• [Assignment]
Please find all lines containing "MemoryBooksRepository" in the listing below and copy them.

• [Dataset extract]
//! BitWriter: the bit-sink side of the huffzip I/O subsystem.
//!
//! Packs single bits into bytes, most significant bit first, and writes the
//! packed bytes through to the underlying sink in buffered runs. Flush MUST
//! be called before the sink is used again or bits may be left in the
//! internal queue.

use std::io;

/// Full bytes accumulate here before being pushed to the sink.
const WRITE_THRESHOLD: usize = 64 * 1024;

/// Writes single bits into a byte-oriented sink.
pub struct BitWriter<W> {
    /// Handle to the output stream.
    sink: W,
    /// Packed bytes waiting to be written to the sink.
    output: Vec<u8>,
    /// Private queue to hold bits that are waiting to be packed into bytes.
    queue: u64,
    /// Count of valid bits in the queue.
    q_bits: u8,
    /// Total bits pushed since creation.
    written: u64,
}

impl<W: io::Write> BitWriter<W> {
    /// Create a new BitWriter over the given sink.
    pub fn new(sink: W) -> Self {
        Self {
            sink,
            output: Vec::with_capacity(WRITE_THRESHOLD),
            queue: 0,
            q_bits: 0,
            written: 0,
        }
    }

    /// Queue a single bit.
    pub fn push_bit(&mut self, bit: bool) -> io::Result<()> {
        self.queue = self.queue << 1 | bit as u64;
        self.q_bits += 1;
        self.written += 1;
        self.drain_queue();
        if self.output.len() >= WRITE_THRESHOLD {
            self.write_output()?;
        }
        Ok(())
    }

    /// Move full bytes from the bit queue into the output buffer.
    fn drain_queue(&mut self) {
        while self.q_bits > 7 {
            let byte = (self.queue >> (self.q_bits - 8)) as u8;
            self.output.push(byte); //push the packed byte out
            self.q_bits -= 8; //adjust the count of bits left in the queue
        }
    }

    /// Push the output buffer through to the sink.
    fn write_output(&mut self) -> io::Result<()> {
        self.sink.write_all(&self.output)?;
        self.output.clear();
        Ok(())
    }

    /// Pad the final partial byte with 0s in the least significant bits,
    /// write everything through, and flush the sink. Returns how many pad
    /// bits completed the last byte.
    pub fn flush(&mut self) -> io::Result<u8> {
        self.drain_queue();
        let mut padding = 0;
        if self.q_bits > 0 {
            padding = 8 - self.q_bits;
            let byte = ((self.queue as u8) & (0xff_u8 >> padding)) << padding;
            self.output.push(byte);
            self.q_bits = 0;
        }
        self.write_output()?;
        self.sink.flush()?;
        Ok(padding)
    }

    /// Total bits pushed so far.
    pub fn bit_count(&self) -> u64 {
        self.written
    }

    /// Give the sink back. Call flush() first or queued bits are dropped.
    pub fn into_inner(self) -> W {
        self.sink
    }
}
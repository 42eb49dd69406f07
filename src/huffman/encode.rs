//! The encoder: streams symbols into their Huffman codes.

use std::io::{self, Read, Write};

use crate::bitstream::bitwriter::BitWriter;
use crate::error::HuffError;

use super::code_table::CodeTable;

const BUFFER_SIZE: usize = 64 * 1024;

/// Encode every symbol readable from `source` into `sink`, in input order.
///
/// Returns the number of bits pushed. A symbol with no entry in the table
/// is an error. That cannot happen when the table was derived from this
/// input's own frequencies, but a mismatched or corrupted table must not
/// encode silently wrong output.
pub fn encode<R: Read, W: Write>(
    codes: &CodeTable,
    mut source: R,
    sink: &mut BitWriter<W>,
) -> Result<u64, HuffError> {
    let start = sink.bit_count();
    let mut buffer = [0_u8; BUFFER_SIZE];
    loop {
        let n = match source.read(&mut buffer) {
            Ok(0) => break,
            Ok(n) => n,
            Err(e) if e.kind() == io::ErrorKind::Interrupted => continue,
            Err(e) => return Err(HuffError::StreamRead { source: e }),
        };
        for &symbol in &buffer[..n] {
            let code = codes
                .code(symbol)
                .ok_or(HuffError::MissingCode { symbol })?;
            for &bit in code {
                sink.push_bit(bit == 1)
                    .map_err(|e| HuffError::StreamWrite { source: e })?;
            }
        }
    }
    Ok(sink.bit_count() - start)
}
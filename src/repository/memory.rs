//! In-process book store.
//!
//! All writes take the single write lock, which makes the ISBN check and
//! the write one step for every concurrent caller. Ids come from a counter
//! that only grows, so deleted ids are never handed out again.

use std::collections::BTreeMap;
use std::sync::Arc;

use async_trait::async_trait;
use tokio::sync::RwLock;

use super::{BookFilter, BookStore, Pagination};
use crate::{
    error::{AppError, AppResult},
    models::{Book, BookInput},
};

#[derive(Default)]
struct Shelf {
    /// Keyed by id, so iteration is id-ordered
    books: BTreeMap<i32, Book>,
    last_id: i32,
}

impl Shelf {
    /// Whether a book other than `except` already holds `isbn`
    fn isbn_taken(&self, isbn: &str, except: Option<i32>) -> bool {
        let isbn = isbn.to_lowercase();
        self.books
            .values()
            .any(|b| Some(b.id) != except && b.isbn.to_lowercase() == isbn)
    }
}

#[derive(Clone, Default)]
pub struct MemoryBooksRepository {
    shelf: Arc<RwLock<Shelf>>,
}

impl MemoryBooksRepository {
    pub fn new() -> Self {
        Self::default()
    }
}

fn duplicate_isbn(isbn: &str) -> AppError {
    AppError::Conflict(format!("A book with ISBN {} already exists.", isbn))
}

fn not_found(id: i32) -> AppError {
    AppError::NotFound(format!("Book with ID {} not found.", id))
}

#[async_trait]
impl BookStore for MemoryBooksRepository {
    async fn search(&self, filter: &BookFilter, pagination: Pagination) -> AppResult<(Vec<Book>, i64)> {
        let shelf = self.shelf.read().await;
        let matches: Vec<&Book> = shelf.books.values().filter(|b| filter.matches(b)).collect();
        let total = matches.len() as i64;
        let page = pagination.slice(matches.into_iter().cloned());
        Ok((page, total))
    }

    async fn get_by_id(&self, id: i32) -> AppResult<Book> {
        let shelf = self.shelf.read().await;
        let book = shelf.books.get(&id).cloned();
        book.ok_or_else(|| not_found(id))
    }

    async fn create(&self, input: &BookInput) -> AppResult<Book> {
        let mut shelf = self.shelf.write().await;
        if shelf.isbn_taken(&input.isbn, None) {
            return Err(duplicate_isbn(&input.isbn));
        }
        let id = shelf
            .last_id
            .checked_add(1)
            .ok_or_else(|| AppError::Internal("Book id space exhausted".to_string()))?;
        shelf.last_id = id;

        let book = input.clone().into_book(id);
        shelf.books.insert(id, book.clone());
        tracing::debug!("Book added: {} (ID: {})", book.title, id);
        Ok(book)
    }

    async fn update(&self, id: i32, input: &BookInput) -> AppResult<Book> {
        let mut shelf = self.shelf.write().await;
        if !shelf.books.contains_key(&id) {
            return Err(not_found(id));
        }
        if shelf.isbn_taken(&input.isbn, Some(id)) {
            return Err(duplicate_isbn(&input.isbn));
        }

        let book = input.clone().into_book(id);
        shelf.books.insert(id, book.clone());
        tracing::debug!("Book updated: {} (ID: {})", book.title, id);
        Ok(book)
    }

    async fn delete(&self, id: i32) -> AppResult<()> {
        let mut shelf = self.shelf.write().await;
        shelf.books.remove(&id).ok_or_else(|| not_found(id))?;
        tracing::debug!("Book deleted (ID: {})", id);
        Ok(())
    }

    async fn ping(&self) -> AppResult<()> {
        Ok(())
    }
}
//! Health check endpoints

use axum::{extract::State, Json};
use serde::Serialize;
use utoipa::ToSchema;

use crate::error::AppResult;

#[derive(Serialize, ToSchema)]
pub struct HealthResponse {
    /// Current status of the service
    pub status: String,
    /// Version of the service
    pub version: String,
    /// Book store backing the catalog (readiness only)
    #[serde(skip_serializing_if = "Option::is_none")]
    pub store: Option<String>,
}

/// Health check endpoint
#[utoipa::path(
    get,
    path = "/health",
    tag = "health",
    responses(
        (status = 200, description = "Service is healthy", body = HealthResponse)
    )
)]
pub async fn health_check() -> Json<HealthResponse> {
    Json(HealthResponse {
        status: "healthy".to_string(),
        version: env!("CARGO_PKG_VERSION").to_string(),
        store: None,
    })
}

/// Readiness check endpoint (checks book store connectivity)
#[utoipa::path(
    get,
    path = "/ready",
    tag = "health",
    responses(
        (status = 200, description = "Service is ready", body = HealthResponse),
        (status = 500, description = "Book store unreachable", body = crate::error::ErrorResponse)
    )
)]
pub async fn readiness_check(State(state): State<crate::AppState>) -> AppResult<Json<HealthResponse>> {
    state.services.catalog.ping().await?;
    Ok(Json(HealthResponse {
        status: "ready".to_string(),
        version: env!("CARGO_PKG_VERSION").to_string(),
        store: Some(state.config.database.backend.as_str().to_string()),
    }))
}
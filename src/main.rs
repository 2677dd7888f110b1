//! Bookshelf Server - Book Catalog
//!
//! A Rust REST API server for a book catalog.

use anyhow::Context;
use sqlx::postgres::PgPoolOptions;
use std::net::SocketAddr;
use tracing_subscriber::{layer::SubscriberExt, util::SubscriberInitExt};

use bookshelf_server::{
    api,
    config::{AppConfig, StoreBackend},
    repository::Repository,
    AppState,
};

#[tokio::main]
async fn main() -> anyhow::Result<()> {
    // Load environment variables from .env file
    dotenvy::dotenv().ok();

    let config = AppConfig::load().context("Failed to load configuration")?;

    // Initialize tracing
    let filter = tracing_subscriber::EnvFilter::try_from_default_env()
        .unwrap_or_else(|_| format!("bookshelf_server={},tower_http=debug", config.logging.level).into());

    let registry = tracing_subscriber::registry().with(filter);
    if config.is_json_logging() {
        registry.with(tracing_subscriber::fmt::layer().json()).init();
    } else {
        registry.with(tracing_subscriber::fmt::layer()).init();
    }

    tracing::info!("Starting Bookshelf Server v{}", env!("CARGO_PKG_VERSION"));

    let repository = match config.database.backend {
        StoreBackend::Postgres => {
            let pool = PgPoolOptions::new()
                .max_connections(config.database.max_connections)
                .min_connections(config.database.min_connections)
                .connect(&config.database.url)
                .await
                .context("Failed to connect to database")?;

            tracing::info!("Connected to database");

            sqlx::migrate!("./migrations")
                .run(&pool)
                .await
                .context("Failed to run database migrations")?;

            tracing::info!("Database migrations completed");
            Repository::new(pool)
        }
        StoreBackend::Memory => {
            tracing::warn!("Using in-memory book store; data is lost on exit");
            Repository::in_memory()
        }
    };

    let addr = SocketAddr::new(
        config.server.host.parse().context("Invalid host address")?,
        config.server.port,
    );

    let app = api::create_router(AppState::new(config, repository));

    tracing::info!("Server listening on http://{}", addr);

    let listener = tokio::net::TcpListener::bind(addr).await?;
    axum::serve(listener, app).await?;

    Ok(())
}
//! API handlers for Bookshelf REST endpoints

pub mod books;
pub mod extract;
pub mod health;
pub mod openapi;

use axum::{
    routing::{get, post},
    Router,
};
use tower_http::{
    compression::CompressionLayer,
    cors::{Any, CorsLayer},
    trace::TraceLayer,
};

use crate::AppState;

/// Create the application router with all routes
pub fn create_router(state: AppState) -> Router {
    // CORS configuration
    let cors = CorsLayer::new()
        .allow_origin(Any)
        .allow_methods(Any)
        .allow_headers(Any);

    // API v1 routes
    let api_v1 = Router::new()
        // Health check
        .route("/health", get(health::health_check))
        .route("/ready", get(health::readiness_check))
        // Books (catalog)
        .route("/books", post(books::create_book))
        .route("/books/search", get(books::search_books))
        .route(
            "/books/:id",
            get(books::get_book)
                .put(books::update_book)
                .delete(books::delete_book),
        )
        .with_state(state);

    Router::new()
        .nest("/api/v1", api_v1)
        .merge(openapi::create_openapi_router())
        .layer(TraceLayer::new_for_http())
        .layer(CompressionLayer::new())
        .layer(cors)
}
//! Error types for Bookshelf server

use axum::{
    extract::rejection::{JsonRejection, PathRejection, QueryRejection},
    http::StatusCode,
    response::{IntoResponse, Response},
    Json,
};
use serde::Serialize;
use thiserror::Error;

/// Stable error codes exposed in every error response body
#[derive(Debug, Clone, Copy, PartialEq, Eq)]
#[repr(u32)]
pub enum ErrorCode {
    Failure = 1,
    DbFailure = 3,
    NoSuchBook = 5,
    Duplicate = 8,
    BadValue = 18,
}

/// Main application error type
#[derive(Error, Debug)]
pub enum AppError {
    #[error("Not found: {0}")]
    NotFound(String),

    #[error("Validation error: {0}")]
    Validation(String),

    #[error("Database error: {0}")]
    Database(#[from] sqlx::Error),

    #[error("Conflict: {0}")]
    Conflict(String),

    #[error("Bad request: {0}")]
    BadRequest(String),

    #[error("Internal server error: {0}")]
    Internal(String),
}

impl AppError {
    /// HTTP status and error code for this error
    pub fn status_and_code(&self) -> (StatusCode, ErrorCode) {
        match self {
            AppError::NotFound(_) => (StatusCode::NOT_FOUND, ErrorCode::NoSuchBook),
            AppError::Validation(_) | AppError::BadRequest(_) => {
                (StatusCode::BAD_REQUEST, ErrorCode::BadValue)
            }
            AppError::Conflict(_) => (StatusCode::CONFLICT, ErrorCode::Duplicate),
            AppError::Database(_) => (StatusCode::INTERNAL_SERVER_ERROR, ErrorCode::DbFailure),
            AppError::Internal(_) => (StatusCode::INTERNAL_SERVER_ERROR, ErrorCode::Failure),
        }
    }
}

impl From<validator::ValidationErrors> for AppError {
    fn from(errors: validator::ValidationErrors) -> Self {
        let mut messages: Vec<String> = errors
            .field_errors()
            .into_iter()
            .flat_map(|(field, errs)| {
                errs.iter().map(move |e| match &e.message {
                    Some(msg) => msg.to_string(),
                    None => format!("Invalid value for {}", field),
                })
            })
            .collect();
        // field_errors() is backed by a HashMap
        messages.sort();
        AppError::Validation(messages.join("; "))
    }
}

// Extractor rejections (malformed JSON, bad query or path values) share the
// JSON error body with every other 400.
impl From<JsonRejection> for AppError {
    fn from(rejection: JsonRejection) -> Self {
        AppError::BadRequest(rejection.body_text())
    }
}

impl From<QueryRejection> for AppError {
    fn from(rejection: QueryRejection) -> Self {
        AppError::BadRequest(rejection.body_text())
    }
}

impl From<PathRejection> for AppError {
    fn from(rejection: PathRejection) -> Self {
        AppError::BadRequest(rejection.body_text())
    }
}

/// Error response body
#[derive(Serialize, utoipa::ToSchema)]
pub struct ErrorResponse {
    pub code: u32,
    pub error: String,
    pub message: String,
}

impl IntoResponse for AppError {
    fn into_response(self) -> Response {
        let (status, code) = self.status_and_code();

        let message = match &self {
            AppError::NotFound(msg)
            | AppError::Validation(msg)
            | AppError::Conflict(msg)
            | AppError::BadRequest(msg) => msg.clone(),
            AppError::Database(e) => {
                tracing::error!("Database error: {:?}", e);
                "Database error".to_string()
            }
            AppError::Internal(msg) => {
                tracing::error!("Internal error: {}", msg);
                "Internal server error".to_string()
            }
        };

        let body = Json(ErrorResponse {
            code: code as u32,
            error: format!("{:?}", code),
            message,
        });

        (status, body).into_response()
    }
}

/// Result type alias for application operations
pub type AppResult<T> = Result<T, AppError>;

• [Task solution]
pub struct MemoryBooksRepository {
impl MemoryBooksRepository {
impl BookStore for MemoryBooksRepository {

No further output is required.